Thanks for your comment, Gail.

This post was based on some wisdom from Solomon in the Old Testament book of Ecclesiastes. 'Sharpening the axe' or the 'saw' is a good metaphor for life renewal - something Jesus and people like Paul did often (Jesus regularly pulled aside from the crowd for prayer, etc).

I read Covey's book many years ago and noticed a lot of his teaching was based directly or indirectly on Christian principles and biblical teaching.

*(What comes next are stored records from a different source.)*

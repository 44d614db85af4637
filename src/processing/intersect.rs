// SPDX-License-Identifier: Apache-2.0
// Copyright (c) 2025 Polyframe Inc.

//! Line-triangle intersection and nearest-point queries
//!
//! Containment uses the solid-angle test: a point lies inside a
//! triangle when the angles it subtends at each vertex pair sum to
//! 2 pi. The test is robust to the triangle's orientation in space.

use nalgebra::Point3;

use crate::mesh::TriMesh;

use super::INT_EPS;

/// Solid-angle containment: the three angles subtended at `p` by each
/// pair of triangle vertices must sum to 2 pi. A point coinciding with
/// a vertex counts as contained.
fn solid_angle_contains(
    pa: &Point3<f64>,
    pb: &Point3<f64>,
    pc: &Point3<f64>,
    p: &Point3<f64>,
) -> bool {
    let (Some(a1), Some(a2), Some(a3)) = (
        (pa - p).try_normalize(f64::MIN_POSITIVE),
        (pb - p).try_normalize(f64::MIN_POSITIVE),
        (pc - p).try_normalize(f64::MIN_POSITIVE),
    ) else {
        return true;
    };

    let total = a1.dot(&a2).clamp(-1.0, 1.0).acos()
        + a2.dot(&a3).clamp(-1.0, 1.0).acos()
        + a3.dot(&a1).clamp(-1.0, 1.0).acos();

    (total - 2.0 * std::f64::consts::PI).abs() <= INT_EPS
}

/// Intersect the segment `p1..p2` with triangle `tri` of the mesh.
///
/// Returns the intersection point, or `None` when the segment is
/// parallel to the triangle's plane, the intersection parameter falls
/// outside `[0, 1]`, or the plane point lies outside the triangle.
pub fn line_triangle_intersection(
    mesh: &TriMesh,
    tri: u32,
    p1: &Point3<f64>,
    p2: &Point3<f64>,
) -> Option<Point3<f64>> {
    let [ia, ib, ic] = mesh.triangle(tri);
    let pa = mesh.vertex(ia);
    let pb = mesh.vertex(ib);
    let pc = mesh.vertex(ic);

    let v1 = pb - pa;
    let v2 = pc - pa;
    let v3 = p2 - p1;

    let n = v1.cross(&v2).try_normalize(f64::MIN_POSITIVE)?;

    let denom = n.dot(&v3);
    if denom.abs() < INT_EPS {
        return None; // segment parallel to the plane
    }

    let d = -n.dot(&pa.coords);
    let mu = -(d + n.dot(&p1.coords)) / denom;
    if !(0.0..=1.0).contains(&mu) {
        return None; // intersection not within the segment
    }

    let pi = p1 + mu * v3;
    if (n.dot(&pi.coords) + d).abs() > INT_EPS {
        return None;
    }

    solid_angle_contains(&pa, &pb, &pc, &pi).then_some(pi)
}

/// Closest point on the bounded segment `p1..p2` to `pt`, or `None`
/// when the perpendicular foot falls outside the segment.
fn edge_nearest(p1: &Point3<f64>, p2: &Point3<f64>, pt: &Point3<f64>) -> Option<Point3<f64>> {
    let v = p2 - p1;
    let len = v.norm();
    let dir = v.try_normalize(f64::MIN_POSITIVE)?;

    let d = (pt - p1).dot(&dir);
    if d < 0.0 || d > len {
        return None;
    }
    Some(p1 + dir * d)
}

/// Closest point of triangle `tri` to `p`: the plane projection when
/// it is contained, otherwise the best of the three bounded edge
/// projections and the three vertices.
pub fn nearest_point_on_triangle(mesh: &TriMesh, tri: u32, p: &Point3<f64>) -> Point3<f64> {
    let [ia, ib, ic] = mesh.triangle(tri);
    let pa = mesh.vertex(ia);
    let pb = mesh.vertex(ib);
    let pc = mesh.vertex(ic);

    if let Some(n) = (pb - pa).cross(&(pc - pa)).try_normalize(f64::MIN_POSITIVE) {
        let proj = p - n * n.dot(&(p - pa));
        if solid_angle_contains(&pa, &pb, &pc, &proj) {
            return proj;
        }
    }

    let mut best: Option<(f64, Point3<f64>)> = None;
    let mut consider = |candidate: Point3<f64>| {
        let d = (candidate - p).norm();
        if best.map_or(true, |(bd, _)| d < bd) {
            best = Some((d, candidate));
        }
    };

    for (q1, q2) in [(&pa, &pb), (&pa, &pc), (&pb, &pc)] {
        if let Some(pt) = edge_nearest(q1, q2, p) {
            consider(pt);
        }
    }
    for q in [pa, pb, pc] {
        consider(q);
    }

    best.expect("vertex candidates always exist").1
}

#[cfg(test)]
mod tests {
    use super::*;
    use crate::TriMesh;
    use approx::assert_relative_eq;

    fn single_triangle() -> TriMesh {
        TriMesh::from_arrays(
            vec![
                Point3::new(-1.0, -1.0, 0.0),
                Point3::new(1.0, -1.0, 0.0),
                Point3::new(0.0, 1.0, 0.0),
            ],
            vec![[0, 1, 2]],
        )
        .unwrap()
    }

    #[test]
    fn test_segment_through_triangle() {
        let mesh = single_triangle();
        let hit = line_triangle_intersection(
            &mesh,
            0,
            &Point3::new(0.0, 0.0, -1.0),
            &Point3::new(0.0, 0.0, 1.0),
        )
        .expect("segment crosses the triangle");
        assert_relative_eq!(hit.x, 0.0, epsilon = 1e-9);
        assert_relative_eq!(hit.y, 0.0, epsilon = 1e-9);
        assert_relative_eq!(hit.z, 0.0, epsilon = 1e-9);
    }

    #[test]
    fn test_segment_misses_triangle() {
        let mesh = single_triangle();
        // Same segment shifted far along x: plane hit, containment fails.
        assert!(line_triangle_intersection(
            &mesh,
            0,
            &Point3::new(5.0, 0.0, -1.0),
            &Point3::new(5.0, 0.0, 1.0),
        )
        .is_none());
    }

    #[test]
    fn test_segment_short_of_plane() {
        let mesh = single_triangle();
        assert!(line_triangle_intersection(
            &mesh,
            0,
            &Point3::new(0.0, 0.0, -3.0),
            &Point3::new(0.0, 0.0, -1.0),
        )
        .is_none());
    }

    #[test]
    fn test_segment_parallel_to_plane() {
        let mesh = single_triangle();
        assert!(line_triangle_intersection(
            &mesh,
            0,
            &Point3::new(-1.0, 0.0, 1.0),
            &Point3::new(1.0, 0.0, 1.0),
        )
        .is_none());
    }

    #[test]
    fn test_nearest_point_inside() {
        let mesh = single_triangle();
        let p = Point3::new(0.0, 0.0, 2.0);
        let nearest = nearest_point_on_triangle(&mesh, 0, &p);
        assert_relative_eq!(nearest.x, 0.0, epsilon = 1e-9);
        assert_relative_eq!(nearest.y, 0.0, epsilon = 1e-9);
        assert_relative_eq!(nearest.z, 0.0, epsilon = 1e-9);
    }

    #[test]
    fn test_nearest_point_clamps_to_edge() {
        let mesh = single_triangle();
        // Directly below the bottom edge, outside the triangle.
        let p = Point3::new(0.0, -2.0, 0.0);
        let nearest = nearest_point_on_triangle(&mesh, 0, &p);
        assert_relative_eq!(nearest.y, -1.0, epsilon = 1e-9);
        assert_relative_eq!(nearest.x, 0.0, epsilon = 1e-9);
    }

    #[test]
    fn test_nearest_point_clamps_to_vertex() {
        let mesh = single_triangle();
        let p = Point3::new(0.0, 3.0, 0.0);
        let nearest = nearest_point_on_triangle(&mesh, 0, &p);
        assert_relative_eq!(nearest.x, 0.0, epsilon = 1e-9);
        assert_relative_eq!(nearest.y, 1.0, epsilon = 1e-9);
    }
}
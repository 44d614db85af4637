// SPDX-License-Identifier: Apache-2.0
// Copyright (c) 2025 Polyframe Inc.

//! Class extraction and duplicate merging

use tracing::{debug, info, warn};

use crate::error::MeshResult;
use crate::geometry::Sphere;
use crate::mesh::TriMesh;
use crate::scache::SphereCache;

use super::INT_EPS;

/// Copy one connected class out of the mesh into a fresh mesh with a
/// dense 0-based index space. Returns `None` for an out-of-range
/// class.
pub fn extract_class(mesh: &TriMesh, cls: usize) -> MeshResult<Option<TriMesh>> {
    if cls >= mesh.class_count() {
        return Ok(None);
    }
    info!(class = cls, "extracting class");

    let start: usize = mesh.class_sizes()[..cls].iter().sum();
    let size = mesh.class_size(cls);

    // Dense remap in first-seen order.
    let mut fmap: Vec<Option<u32>> = vec![None; mesh.vertex_count()];
    let mut rmap: Vec<u32> = Vec::new();
    for f in start..start + size {
        for v in mesh.triangle(f as u32) {
            if fmap[v as usize].is_none() {
                fmap[v as usize] = Some(rmap.len() as u32);
                rmap.push(v);
            }
        }
    }

    info!(faces = size, vertices = rmap.len(), "class contents");

    let verts = rmap.iter().map(|&v| mesh.vertex(v)).collect();
    let tris = (start..start + size)
        .map(|f| {
            let [a, b, c] = mesh.triangle(f as u32);
            [
                fmap[a as usize].expect("mapped above"),
                fmap[b as usize].expect("mapped above"),
                fmap[c as usize].expect("mapped above"),
            ]
        })
        .collect();

    TriMesh::from_arrays(verts, tris).map(Some)
}

/// Merge vertices occupying the same position (within the intersection
/// tolerance), re-pointing every face of the duplicate at the earlier
/// vertex. Candidate pairs are gathered through a sphere cache of
/// radius `dist` (defaulting to 1% of the average edge length when
/// non-positive). Returns the number of vertices merged away.
pub fn merge_vertices(mesh: &mut TriMesh, dist: f64) -> MeshResult<usize> {
    let dist = if dist <= 0.0 {
        mesh.average_edge_length() / 100.0
    } else {
        dist
    };
    debug!(eps = dist, "checking for coincident vertices");

    let mut cache = SphereCache::new(mesh.min_corner(), mesh.extent(), 16);
    let mut merged = 0;

    for v in 0..mesh.vertex_count() as u32 {
        let pv = mesh.vertex(v);
        let probe = Sphere::new(pv, dist);

        let candidates = cache.intersect(&probe);
        let mut absorbed = false;
        for vi in candidates {
            if (mesh.vertex(vi) - pv).norm() > INT_EPS {
                continue;
            }
            info!(duplicate = v, canonical = vi, "merging coincident vertices");
            if mesh.edge(v, vi).is_some() {
                warn!(v, vi, "edge between coincident vertices");
            }

            while let Some(e) = mesh.face_neighbors(v).first() {
                let tri = mesh.triangle(e).map(|u| if u == v { vi } else { u });
                if tri[0] == tri[1] || tri[0] == tri[2] || tri[1] == tri[2] {
                    // Re-pointing would degenerate this face; drop it.
                    warn!(element = e, "dropping face degenerated by merge");
                    mesh.delete_element(e)?;
                } else {
                    mesh.change_element(e, tri[0], tri[1], tri[2])?;
                }
            }
            absorbed = true;
            merged += 1;
            break;
        }

        if !absorbed {
            cache.insert(v, probe);
        }
    }

    if merged > 0 {
        mesh.recalculate_edges()?;
    }
    info!(merged, "vertex merge complete");
    Ok(merged)
}

/// Delete faces that duplicate an earlier face (same vertex set in any
/// order). Candidates are narrowed through a centroid sphere cache.
/// Returns the number of faces removed.
pub fn merge_elements(mesh: &mut TriMesh) -> MeshResult<usize> {
    let dist = mesh.average_edge_length() / 100.0;
    debug!(eps = dist, "checking for identical elements");

    let mut cache = SphereCache::new(mesh.min_corner(), mesh.extent(), 16);
    let mut victims: Vec<u32> = Vec::new();

    for e in 0..mesh.triangle_count() as u32 {
        let [ia, ib, ic] = mesh.triangle(e);
        let centroid = nalgebra::Point3::from(
            (mesh.vertex(ia).coords + mesh.vertex(ib).coords + mesh.vertex(ic).coords) / 3.0,
        );
        let probe = Sphere::new(centroid, dist);

        let duplicate = cache.intersect(&probe).into_iter().any(|ei| {
            let other = mesh.triangle(ei);
            [ia, ib, ic].iter().all(|v| other.contains(v))
        });

        if duplicate {
            info!(element = e, "duplicate element");
            victims.push(e);
        } else {
            cache.insert(e, probe);
        }
    }

    // Deleting from the highest id down keeps the remaining victim ids
    // valid across swap-with-last relabeling.
    let removed = victims.len();
    for &e in victims.iter().rev() {
        mesh.delete_element(e)?;
    }

    if removed > 0 {
        mesh.recalculate_edges()?;
    }
    info!(removed, "element merge complete");
    Ok(removed)
}

#[cfg(test)]
mod tests {
    use super::*;
    use crate::TriMesh;
    use nalgebra::Point3;

    /// Quad plus a distant island triangle: two classes.
    fn two_component_mesh() -> TriMesh {
        TriMesh::from_arrays(
            vec![
                Point3::new(0.0, 0.0, 0.0),
                Point3::new(1.0, 0.0, 0.0),
                Point3::new(0.0, 1.0, 0.0),
                Point3::new(1.0, 1.0, 0.0),
                Point3::new(5.0, 0.0, 0.0),
                Point3::new(6.0, 0.0, 0.0),
                Point3::new(5.0, 1.0, 0.0),
            ],
            vec![[0, 1, 2], [1, 3, 2], [4, 5, 6]],
        )
        .unwrap()
    }

    #[test]
    fn test_extract_class_remaps_densely() {
        let mesh = two_component_mesh();
        assert_eq!(mesh.class_count(), 2);

        // Class 1 is the island (smaller class sorted last).
        let island = extract_class(&mesh, 1).unwrap().expect("class exists");
        assert_eq!(island.vertex_count(), 3);
        assert_eq!(island.triangle_count(), 1);
        assert_eq!(island.triangle(0), [0, 1, 2]);
        assert_eq!(island.vertex(0), Point3::new(5.0, 0.0, 0.0));

        let quad = extract_class(&mesh, 0).unwrap().expect("class exists");
        assert_eq!(quad.vertex_count(), 4);
        assert_eq!(quad.triangle_count(), 2);
    }

    #[test]
    fn test_extract_class_out_of_range() {
        let mesh = two_component_mesh();
        assert!(extract_class(&mesh, 5).unwrap().is_none());
    }

    #[test]
    fn test_merge_vertices_joins_coincident_seam() {
        // Two triangles forming a quad, but the diagonal endpoints are
        // duplicated: vertices 4 and 5 coincide with 1 and 2.
        let mut mesh = TriMesh::from_arrays(
            vec![
                Point3::new(0.0, 0.0, 0.0),
                Point3::new(1.0, 0.0, 0.0),
                Point3::new(0.0, 1.0, 0.0),
                Point3::new(1.0, 1.0, 0.0),
                Point3::new(1.0, 0.0, 0.0),
                Point3::new(0.0, 1.0, 0.0),
            ],
            vec![[0, 1, 2], [4, 3, 5]],
        )
        .unwrap();

        let merged = merge_vertices(&mut mesh, 0.1).unwrap();
        assert_eq!(merged, 2);
        // The duplicates became isolated and were dropped by the
        // rebuild; the diagonal is now a real shared edge.
        assert_eq!(mesh.vertex_count(), 4);
        assert_eq!(mesh.edge(1, 2).map(|e| e.face_count()), Some(2));
    }

    #[test]
    fn test_merge_elements_drops_duplicate_face() {
        let mut mesh = TriMesh::from_arrays(
            vec![
                Point3::new(0.0, 0.0, 0.0),
                Point3::new(1.0, 0.0, 0.0),
                Point3::new(0.0, 1.0, 0.0),
            ],
            vec![[0, 1, 2], [0, 2, 1]],
        )
        .unwrap();

        let removed = merge_elements(&mut mesh).unwrap();
        assert_eq!(removed, 1);
        assert_eq!(mesh.triangle_count(), 1);
    }
}
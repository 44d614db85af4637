// SPDX-License-Identifier: Apache-2.0
// Copyright (c) 2025 Polyframe Inc.

//! Taubin low-pass smoothing

use nalgebra::Vector3;
use tracing::debug;

use super::TriMesh;

impl TriMesh {
    /// Inverse-distance weight between two vertices; coincident
    /// vertices get a huge finite weight instead of dividing by zero.
    fn smoothing_weight(&self, i: u32, j: u32) -> f64 {
        let dist = (self.verts[i as usize] - self.verts[j as usize]).norm();
        if dist == 0.0 {
            1e20
        } else {
            1.0 / dist
        }
    }

    /// Inverse-distance-weighted Laplacian displacement of `v` toward
    /// its node neighbors.
    fn laplacian_displacement(&self, v: u32) -> Vector3<f64> {
        let nbrs = &self.node_nbrs[v as usize];
        let mut weights = [0.0f64; crate::neighbors::MAX_NEIGHBORS];
        let mut sum = 0.0;
        for (n, u) in nbrs.iter().enumerate() {
            let w = self.smoothing_weight(v, u);
            weights[n] = w;
            sum += w;
        }
        if sum == 0.0 {
            return Vector3::zeros();
        }

        let mut del = Vector3::zeros();
        for (n, u) in nbrs.iter().enumerate() {
            del += (weights[n] / sum) * (self.verts[u as usize] - self.verts[v as usize]);
        }
        del
    }

    /// Taubin smoothing: per iteration a shrink pass scaled by lambda
    /// followed by an expand pass scaled by mu, which sign-corrects
    /// the shrink to suppress volume loss. Flagged (pinned) vertices
    /// are left in place. Normals are recomputed at the end.
    pub fn smooth(&mut self, iterations: usize) {
        debug!(iterations, "smoothing");
        for _ in 0..iterations {
            self.invalidate_normals();
            for factor in [self.lambda, self.mu] {
                for n in 0..self.verts.len() {
                    if self.flags[n] {
                        continue;
                    }
                    let dv = self.laplacian_displacement(n as u32);
                    self.verts[n] += factor * dv;
                }
            }
        }
        self.calc_vertex_normals();
    }

    /// Pin or release a vertex; pinned vertices are skipped by
    /// [`smooth`](Self::smooth).
    pub fn pin_vertex(&mut self, v: u32, pinned: bool) {
        self.flags[v as usize] = pinned;
    }

    /// Pin every vertex touching a boundary or non-manifold edge, so
    /// smoothing cannot erode open borders.
    pub fn pin_boundary_vertices(&mut self) {
        for (_, edge) in self.edges.iter() {
            if edge.face_count() != 2 {
                self.flags[edge.node1() as usize] = true;
                self.flags[edge.node2() as usize] = true;
            }
        }
    }
}

#[cfg(test)]
mod tests {
    use super::super::test_meshes::*;
    use approx::assert_relative_eq;

    #[test]
    fn test_smooth_planar_patch_interior_fixed() {
        let mut mesh = grid(1);
        mesh.pin_boundary_vertices();
        let before = mesh.vertices().to_vec();

        mesh.smooth(1);

        // The patch is planar and uniformly spaced: every interior
        // Laplacian displacement is zero, so nothing moves.
        for (v, p) in mesh.vertices().iter().enumerate() {
            assert_relative_eq!(p.x, before[v].x, epsilon = 1e-12);
            assert_relative_eq!(p.y, before[v].y, epsilon = 1e-12);
            assert_relative_eq!(p.z, 0.0, epsilon = 1e-12);
        }
    }

    #[test]
    fn test_smooth_stays_planar() {
        let mut mesh = grid(2);
        mesh.smooth(3);
        // Neighbors all lie in z = 0, so smoothing cannot leave the plane.
        for p in mesh.vertices() {
            assert_relative_eq!(p.z, 0.0, epsilon = 1e-12);
        }
    }

    #[test]
    fn test_smooth_moves_curved_mesh_and_refreshes_normals() {
        let mut mesh = tetrahedron();
        let original = mesh.vertices().to_vec();
        mesh.smooth(2);

        let drift: f64 = mesh
            .vertices()
            .iter()
            .zip(&original)
            .map(|(a, b)| (a - b).norm())
            .sum();
        assert!(drift > 0.0);
        // Topology is untouched and normals are valid again.
        assert_eq!(mesh.triangle_count(), 4);
        assert!(mesh.norms_valid);
    }

    #[test]
    fn test_pinned_vertex_does_not_move() {
        let mut mesh = tetrahedron();
        let fixed = mesh.vertex(0);
        mesh.pin_vertex(0, true);
        mesh.smooth(2);
        assert_eq!(mesh.vertex(0), fixed);
    }
}
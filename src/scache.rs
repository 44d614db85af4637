// SPDX-License-Identifier: Apache-2.0
// Copyright (c) 2025 Polyframe Inc.

//! Uniform-grid spatial cache for broad-phase sphere queries
//!
//! Bounding spheres are hashed into every grid cell their bounding box
//! overlaps. The cell gather is conservative (cell/AABB overlap, not
//! exact sphere/cell overlap), but every query candidate passes an
//! exact sphere-sphere test before it is returned, so there are no
//! false positives and no false negatives.

use hashbrown::{HashMap, HashSet};
use nalgebra::{Point3, Vector3};

use crate::geometry::Sphere;

const DIV_MIN: usize = 2;
const DIV_MAX: usize = 64;

/// Uniform grid index over bounding spheres keyed by caller-chosen ids.
#[derive(Debug, Clone)]
pub struct SphereCache {
    cells: Vec<HashSet<u32>>,
    spheres: HashMap<u32, Sphere>,
    div: usize,
    origin: Point3<f64>,
    step: Vector3<f64>,
}

impl SphereCache {
    /// Build a `divisions`-cubed grid over the box `[origin, origin + size]`.
    ///
    /// `divisions` is clamped to `[2, 64]`; degenerate (zero or
    /// negative) extents fall back to a unit step on that axis.
    pub fn new(origin: Point3<f64>, size: Vector3<f64>, divisions: usize) -> Self {
        let div = divisions.clamp(DIV_MIN, DIV_MAX);

        let mut step = size / div as f64;
        if step.x <= 0.0 {
            step.x = 1.0;
        }
        if step.y <= 0.0 {
            step.y = 1.0;
        }
        if step.z <= 0.0 {
            step.z = 1.0;
        }

        Self {
            cells: vec![HashSet::new(); div * div * div],
            spheres: HashMap::new(),
            div,
            origin,
            step,
        }
    }

    pub fn len(&self) -> usize {
        self.spheres.len()
    }

    pub fn is_empty(&self) -> bool {
        self.spheres.is_empty()
    }

    /// Map a point to clamped discrete grid coordinates.
    fn grid_coord(&self, p: &Point3<f64>) -> (usize, usize, usize) {
        let rel = p - self.origin;
        let clamp = |v: f64, step: f64| -> usize {
            let c = (v / step).floor();
            if c < 0.0 {
                0
            } else if c >= self.div as f64 {
                self.div - 1
            } else {
                c as usize
            }
        };
        (
            clamp(rel.x, self.step.x),
            clamp(rel.y, self.step.y),
            clamp(rel.z, self.step.z),
        )
    }

    fn grid_index(&self, x: usize, y: usize, z: usize) -> usize {
        (x * self.div + y) * self.div + z
    }

    /// Indices of all grid cells overlapped by the sphere's bounding box.
    fn hash_sphere(&self, s: &Sphere) -> Vec<usize> {
        let r = Vector3::new(s.radius, s.radius, s.radius);
        let (x0, y0, z0) = self.grid_coord(&(s.center - r));
        let (x1, y1, z1) = self.grid_coord(&(s.center + r));

        let mut ids = Vec::with_capacity((x1 - x0 + 1) * (y1 - y0 + 1) * (z1 - z0 + 1));
        for x in x0..=x1 {
            for y in y0..=y1 {
                for z in z0..=z1 {
                    ids.push(self.grid_index(x, y, z));
                }
            }
        }
        ids
    }

    /// Insert (or replace) the sphere stored under `id`.
    pub fn insert(&mut self, id: u32, sphere: Sphere) {
        if self.spheres.contains_key(&id) {
            self.remove(id);
        }
        for cell in self.hash_sphere(&sphere) {
            self.cells[cell].insert(id);
        }
        self.spheres.insert(id, sphere);
    }

    /// Remove the sphere stored under `id`, if any.
    pub fn remove(&mut self, id: u32) -> bool {
        match self.spheres.remove(&id) {
            Some(sphere) => {
                for cell in self.hash_sphere(&sphere) {
                    self.cells[cell].remove(&id);
                }
                true
            }
            None => false,
        }
    }

    /// Ids of all stored spheres that exactly intersect `query`.
    ///
    /// The grid narrows candidates; the final sphere-sphere distance
    /// test is exact. The result is sorted for determinism.
    pub fn intersect(&self, query: &Sphere) -> Vec<u32> {
        let mut hits: Vec<u32> = Vec::new();
        let mut seen: HashSet<u32> = HashSet::new();

        for cell in self.hash_sphere(query) {
            for &id in &self.cells[cell] {
                if !seen.insert(id) {
                    continue;
                }
                if self.spheres[&id].intersects(query) {
                    hits.push(id);
                }
            }
        }

        hits.sort_unstable();
        hits
    }
}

Like you, recently, I discovered his Mormon faith, so I agree, we should ensure everything is filtered through God's Word. As the Bereans did (Acts 17:11), we need to check everything we hear and read as to whether it lines up with the Scriptures.

Thanks

Re the social/emotional dimension, I agree that spending time with emotionally replenishing people is good, but don't you think that we need to give time to the emotionally needy as well? I once visited a church where a sermon was preached in which the pastor told his congregation that "negative" people should be avoided. That's a distortion, and definitely not Biblical.

Many people cease from any form of continued learning after they finish formal education. We tend to stop reading and exploring new subjects. We don't write or think analytically any more. Give time to reading, writing, thinking and planning on a regular basis (see Proverbs 4:5,7).